### Data listing

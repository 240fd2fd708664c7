//! Server construction and middleware wiring.

mod config;
#[cfg(feature = "metrics")]
pub(crate) mod metrics;
mod state_builders;

pub use config::ServerConfig;

#[cfg(feature = "metrics")]
use metrics::MetricsLayer;
use state_builders::build_http_state;

use actix_web::dev::{Server, ServiceFactory, ServiceRequest, ServiceResponse};
use actix_web::{App, HttpServer, web};

use backend::Trace;
#[cfg(debug_assertions)]
use backend::doc::ApiDoc;
use backend::inbound::http::auth::JwtVerifier;
use backend::inbound::http::health::{HealthState, live, ready};
use backend::inbound::http::mobile_sync::get_mobile_sync;
use backend::inbound::http::state::HttpState;
#[cfg(debug_assertions)]
use utoipa::OpenApi;
#[cfg(debug_assertions)]
use utoipa_swagger_ui::SwaggerUi;

#[derive(Clone)]
struct AppDependencies {
    health_state: web::Data<HealthState>,
    http_state: web::Data<HttpState>,
    verifier: web::Data<JwtVerifier>,
}

fn build_app(
    deps: AppDependencies,
) -> App<
    impl ServiceFactory<
        ServiceRequest,
        Config = (),
        Response = ServiceResponse,
        Error = actix_web::Error,
        InitError = (),
    >,
> {
    let AppDependencies {
        health_state,
        http_state,
        verifier,
    } = deps;

    let app = App::new()
        .app_data(health_state)
        .app_data(http_state)
        .app_data(verifier)
        .wrap(Trace)
        .service(get_mobile_sync)
        .service(ready)
        .service(live);

    #[cfg(debug_assertions)]
    let app = app.service(SwaggerUi::new("/docs").url("/api-docs/openapi.json", ApiDoc::openapi()));

    app
}

/// Construct an Actix HTTP server using the provided health state and configuration.
///
/// # Errors
/// Propagates [`std::io::Error`] when binding the socket or starting the server fails.
pub fn create_server(
    health_state: web::Data<HealthState>,
    config: ServerConfig,
) -> std::io::Result<Server> {
    let server_health_state = health_state.clone();
    let http_state = build_http_state(&config);
    let ServerConfig {
        bind_addr,
        verifier,
        sync_zone: _,
        db_pool: _,
        #[cfg(feature = "metrics")]
        prometheus,
    } = config;
    let verifier = web::Data::new(verifier);

    #[cfg(feature = "metrics")]
    let metrics_layer = MetricsLayer::from_option(prometheus);

    let server = HttpServer::new(move || {
        let app = build_app(AppDependencies {
            health_state: server_health_state.clone(),
            http_state: http_state.clone(),
            verifier: verifier.clone(),
        });

        #[cfg(feature = "metrics")]
        let app = app.wrap(metrics_layer.clone());

        app
    })
    .bind(bind_addr)?
    .run();

    health_state.mark_ready();
    Ok(server)
}

#[cfg(test)]
mod tests {
    use super::*;
    use actix_web::http::StatusCode;
    use actix_web::test as actix_test;
    use rstest::{fixture, rstest};

    #[fixture]
    fn deps() -> AppDependencies {
        AppDependencies {
            health_state: web::Data::new(HealthState::new()),
            http_state: web::Data::new(HttpState::default()),
            verifier: web::Data::new(JwtVerifier::from_secret(b"server-test-secret")),
        }
    }

    #[rstest]
    #[actix_rt::test]
    async fn create_server_marks_ready() {
        let health_state = web::Data::new(HealthState::new());
        assert!(!health_state.is_ready(), "state should start unready");

        let config = ServerConfig::new(
            "127.0.0.1:0".parse().expect("loopback address"),
            JwtVerifier::from_secret(b"server-test-secret"),
        );
        let _server = create_server(health_state.clone(), config).expect("server should build");

        assert!(health_state.is_ready(), "server creation should mark readiness");
    }

    #[rstest]
    #[actix_rt::test]
    async fn sync_route_requires_a_bearer_token(deps: AppDependencies) {
        let app = actix_test::init_service(build_app(deps)).await;
        let response = actix_test::call_service(
            &app,
            actix_test::TestRequest::get().uri("/mobile/sync").to_request(),
        )
        .await;
        assert_eq!(response.status(), StatusCode::UNAUTHORIZED);
    }

    #[rstest]
    #[actix_rt::test]
    async fn liveness_probe_is_routed(deps: AppDependencies) {
        let app = actix_test::init_service(build_app(deps)).await;
        let response = actix_test::call_service(
            &app,
            actix_test::TestRequest::get().uri("/health/live").to_request(),
        )
        .await;
        assert_eq!(response.status(), StatusCode::OK);
    }
}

### To do
All lines from the one with "let health_state = web::Data::new(HealthState::new());" to the end of the entries above are to be written out exactly, the first and last included.

### Response for this exercise
        let health_state = web::Data::new(HealthState::new());
        assert!(!health_state.is_ready(), "state should start unready");

        let config = ServerConfig::new(
            "127.0.0.1:0".parse().expect("loopback address"),
            JwtVerifier::from_secret(b"server-test-secret"),
        );
        let _server = create_server(health_state.clone(), config).expect("server should build");

        assert!(health_state.is_ready(), "server creation should mark readiness");
    }

    #[rstest]
    #[actix_rt::test]
    async fn sync_route_requires_a_bearer_token(deps: AppDependencies) {
        let app = actix_test::init_service(build_app(deps)).await;
        let response = actix_test::call_service(
            &app,
            actix_test::TestRequest::get().uri("/mobile/sync").to_request(),
        )
        .await;
        assert_eq!(response.status(), StatusCode::UNAUTHORIZED);
    }

    #[rstest]
    #[actix_rt::test]
    async fn liveness_probe_is_routed(deps: AppDependencies) {
        let app = actix_test::init_service(build_app(deps)).await;
        let response = actix_test::call_service(
            &app,
            actix_test::TestRequest::get().uri("/health/live").to_request(),
        )
        .await;
        assert_eq!(response.status(), StatusCode::OK);
    }
}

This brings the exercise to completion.